使用正则表达式从html标记中提取文本

Question

My HTML text looks like this..I want to extract only PLAIN TEXT from HTML text using REGEX in python (NOT USING HTML PARSERS) 我的HTML文本如下所示。我只想在python中使用REGEX从HTML文本中提取纯文本（不使用HTML注释）

&lt;p style=&quot;text-align: justify;&quot;&gt;&lt;span style=&quot;font-size: small; font-family: lato, arial, h elvetica, sans-serif;&quot;&gt;
Irrespective of the kind of small business you own, using traditional sales and marketing tactics can prove to be expensive.
&lt;/span&gt;&lt;/p&gt;

How to find exact regex to get the plain text? 如何找到确切的正则表达式以获取纯文本？

Answer 1

You can do this with Javascript with a simple selector method and then retrieving the .innerHTML property. 您可以使用Java使用简单的选择器方法来执行此操作，然后检索.innerHTML属性。

//select the class for which you want to pull the HTML from
let div = document.getElementsByClassName('text-div');
//select the first element of NodeList returned from selector method and get the inner HTML 
let text = div[0].innerHTML;

This will select the element whose HTML you want to retrieve and then it will pull the inner HTML text, assuming you only want what is between the HTML tags and not the tags themselves. 这将选择要检索其HTML的元素，然后将提取内部HTML文本，假设您只想要HTML标记之间的内容，而不是标记本身。

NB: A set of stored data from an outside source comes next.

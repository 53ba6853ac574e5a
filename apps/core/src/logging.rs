use std::fs::{self, OpenOptions};
use std::io;
use std::path::{Path, PathBuf};
use std::sync::{Mutex, Once};

use tracing_subscriber::EnvFilter;

const LOG_STEM: &str = "recentpick";
const ROTATE_AT_BYTES: u64 = 1_000_000;
const KEEP_ARCHIVES: usize = 5;
const FILTER_ENV: &str = "RECENTPICK_LOG";

static PANIC_HOOK: Once = Once::new();

pub fn logs_dir() -> PathBuf {
    crate::config::stable_app_data_dir().join("logs")
}

/// `recentpick.log` is live; `recentpick.1.log` is the newest archive.
fn log_file(dir: &Path, generation: usize) -> PathBuf {
    match generation {
        0 => dir.join(format!("{LOG_STEM}.log")),
        n => dir.join(format!("{LOG_STEM}.{n}.log")),
    }
}

/// Routes `tracing` output to the log file. A second call keeps the first subscriber.
pub fn init() -> io::Result<PathBuf> {
    let dir = logs_dir();
    fs::create_dir_all(&dir)?;
    rotate(&dir)?;

    let live = log_file(&dir, 0);
    let writer = OpenOptions::new().create(true).append(true).open(&live)?;
    let filter = EnvFilter::try_from_env(FILTER_ENV).unwrap_or_else(|_| EnvFilter::new("info"));
    let _ = tracing_subscriber::fmt()
        .with_env_filter(filter)
        .with_ansi(false)
        .with_target(true)
        .with_writer(Mutex::new(writer))
        .try_init();

    PANIC_HOOK.call_once(|| {
        let previous = std::panic::take_hook();
        std::panic::set_hook(Box::new(move |info| {
            tracing::error!(target: "recentpick::panic", "{info}");
            previous(info);
        }));
    });
    Ok(live)
}

/// Shifts archives up one generation once the live file is too large.
/// The oldest generation past `KEEP_ARCHIVES` is deleted.
fn rotate(dir: &Path) -> io::Result<()> {
    let size = match fs::metadata(log_file(dir, 0)) {
        Ok(meta) => meta.len(),
        Err(error) if error.kind() == io::ErrorKind::NotFound => return Ok(()),
        Err(error) => return Err(error),
    };
    if size < ROTATE_AT_BYTES {
        return Ok(());
    }

    match fs::remove_file(log_file(dir, KEEP_ARCHIVES)) {
        Err(error) if error.kind() != io::ErrorKind::NotFound => return Err(error),
        _ => {}
    }
    for generation in (0..KEEP_ARCHIVES).rev() {
        let from = log_file(dir, generation);
        if from.exists() {
            fs::rename(&from, log_file(dir, generation + 1))?;
        }
    }
    Ok(())
}
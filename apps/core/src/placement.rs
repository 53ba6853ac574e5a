use serde::{Deserialize, Serialize};

use crate::host::{Host, SurfaceId, SurfaceKind};

/// Where a file goes when a new surface is required.
#[derive(Debug, Clone, Copy, Default, PartialEq, Eq, Serialize, Deserialize)]
#[serde(rename_all = "snake_case")]
pub enum PlacementPreference {
    #[default]
    Tab,
    Split,
    Window,
}

impl PlacementPreference {
    pub const ALL: [Self; 3] = [Self::Tab, Self::Split, Self::Window];

    pub fn parse(value: &str) -> Option<Self> {
        match value.trim().to_ascii_lowercase().as_str() {
            "tab" => Some(Self::Tab),
            "split" => Some(Self::Split),
            "window" => Some(Self::Window),
            _ => None,
        }
    }

    pub fn as_str(&self) -> &'static str {
        match self {
            Self::Tab => "tab",
            Self::Split => "split",
            Self::Window => "window",
        }
    }

    pub fn description(&self) -> &'static str {
        match self {
            Self::Tab => "In a new tab",
            Self::Split => "In a split pane",
            Self::Window => "In a new window",
        }
    }

    pub fn surface_kind(&self) -> SurfaceKind {
        match self {
            Self::Tab => SurfaceKind::Tab,
            Self::Split => SurfaceKind::Split,
            Self::Window => SurfaceKind::Window,
        }
    }
}

#[derive(Debug, Clone, PartialEq, Eq, thiserror::Error)]
pub enum PlacementError {
    #[error("file not found: {0}")]
    FileNotFound(String),
    #[error("no surface available to open {0}")]
    NoSurface(String),
}

#[derive(Debug, Clone, PartialEq, Eq)]
pub enum PlacementOutcome {
    Reused(SurfaceId),
    Created(SurfaceId),
    Failed(PlacementError),
}

#[derive(Debug, Clone, Copy)]
pub struct SurfacePlacementPolicy {
    preference: PlacementPreference,
}

impl SurfacePlacementPolicy {
    pub fn new(preference: PlacementPreference) -> Self {
        Self { preference }
    }

    pub fn preference(&self) -> PlacementPreference {
        self.preference
    }

    /// Opens `path` in the host. Failures are reported here and never escape.
    pub fn place(&self, host: &mut dyn Host, path: &str, force_new_surface: bool) -> PlacementOutcome {
        match self.try_place(host, path, force_new_surface) {
            Ok(outcome) => outcome,
            Err(error) => {
                if let PlacementError::FileNotFound(_) = error {
                    host.notify("File not found.");
                }
                tracing::error!(target: "recentpick::placement", "{error}");
                PlacementOutcome::Failed(error)
            }
        }
    }

    fn try_place(
        &self,
        host: &mut dyn Host,
        path: &str,
        force_new_surface: bool,
    ) -> Result<PlacementOutcome, PlacementError> {
        let file = host
            .lookup_file(path)
            .ok_or_else(|| PlacementError::FileNotFound(path.to_string()))?;

        let current = host.most_recent_surface();
        let needs_new = force_new_surface || current.is_some_and(|surface| host.is_pinned(surface));

        let surface = if needs_new {
            host.create_surface(self.preference.surface_kind())
        } else {
            current
        }
        .ok_or_else(|| PlacementError::NoSurface(path.to_string()))?;

        host.display_file(surface, &file);
        tracing::info!(
            target: "recentpick::placement",
            path,
            surface = %surface,
            created = needs_new,
            "file displayed"
        );
        Ok(if needs_new {
            PlacementOutcome::Created(surface)
        } else {
            PlacementOutcome::Reused(surface)
        })
    }
}

#[cfg(test)]
mod tests {
    use super::PlacementPreference;
    use crate::host::SurfaceKind;

    #[test]
    fn parses_known_preferences_only() {
        assert_eq!(PlacementPreference::parse(" Split "), Some(PlacementPreference::Split));
        assert_eq!(PlacementPreference::parse("window"), Some(PlacementPreference::Window));
        assert_eq!(PlacementPreference::parse("popup"), None);
    }

    #[test]
    fn every_preference_maps_to_its_surface_kind() {
        let kinds: Vec<SurfaceKind> = PlacementPreference::ALL
            .iter()
            .map(|preference| preference.surface_kind())
            .collect();
        assert_eq!(kinds, vec![SurfaceKind::Tab, SurfaceKind::Split, SurfaceKind::Window]);
    }

    #[test]
    fn preference_round_trips_through_its_name() {
        for preference in PlacementPreference::ALL {
            assert_eq!(PlacementPreference::parse(preference.as_str()), Some(preference));
        }
    }
}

Regex is not necessary for this. 正则表达式不是必需的。 You'd have to implement the Regex with JS or some back-end and as long as you can insert a JS script into your project, then you can get the inner HTML. 您必须使用JS或某些后端来实现Regex，只要您可以在项目中插入JS脚本，就可以获取内部HTML。

If you're scraping data, your library in whatever language will most likely have selector methods and ways to easily retrieve the HTML text without the need for Regex. 如果您要抓取数据，则无论使用哪种语言，您的库都极有可能使用选择器方法和方法来轻松检索HTML文本，而无需使用正则表达式。

Answer 2

You might be better of using a parser here: 您最好在这里使用解析器：

import html, xml.etree.ElementTree as ET

# decode
string = """&lt;p style=&quot;text-align: justify;&quot;&gt;&lt;span style=&quot;font-size: small; font-family: lato, arial, h elvetica, sans-serif;&quot;&gt;
Irrespective of the kind of small business you own, using traditional sales and marketing tactics can prove to be expensive.
&lt;/span&gt;&lt;/p&gt;"""

# construct the dom
root = ET.fromstring(html.unescape(string))

# search it
for p in root.findall("*"):
    print(p.text)

This yields 这产生

Irrespective of the kind of small business you own, using traditional sales and marketing tactics can prove to be expensive.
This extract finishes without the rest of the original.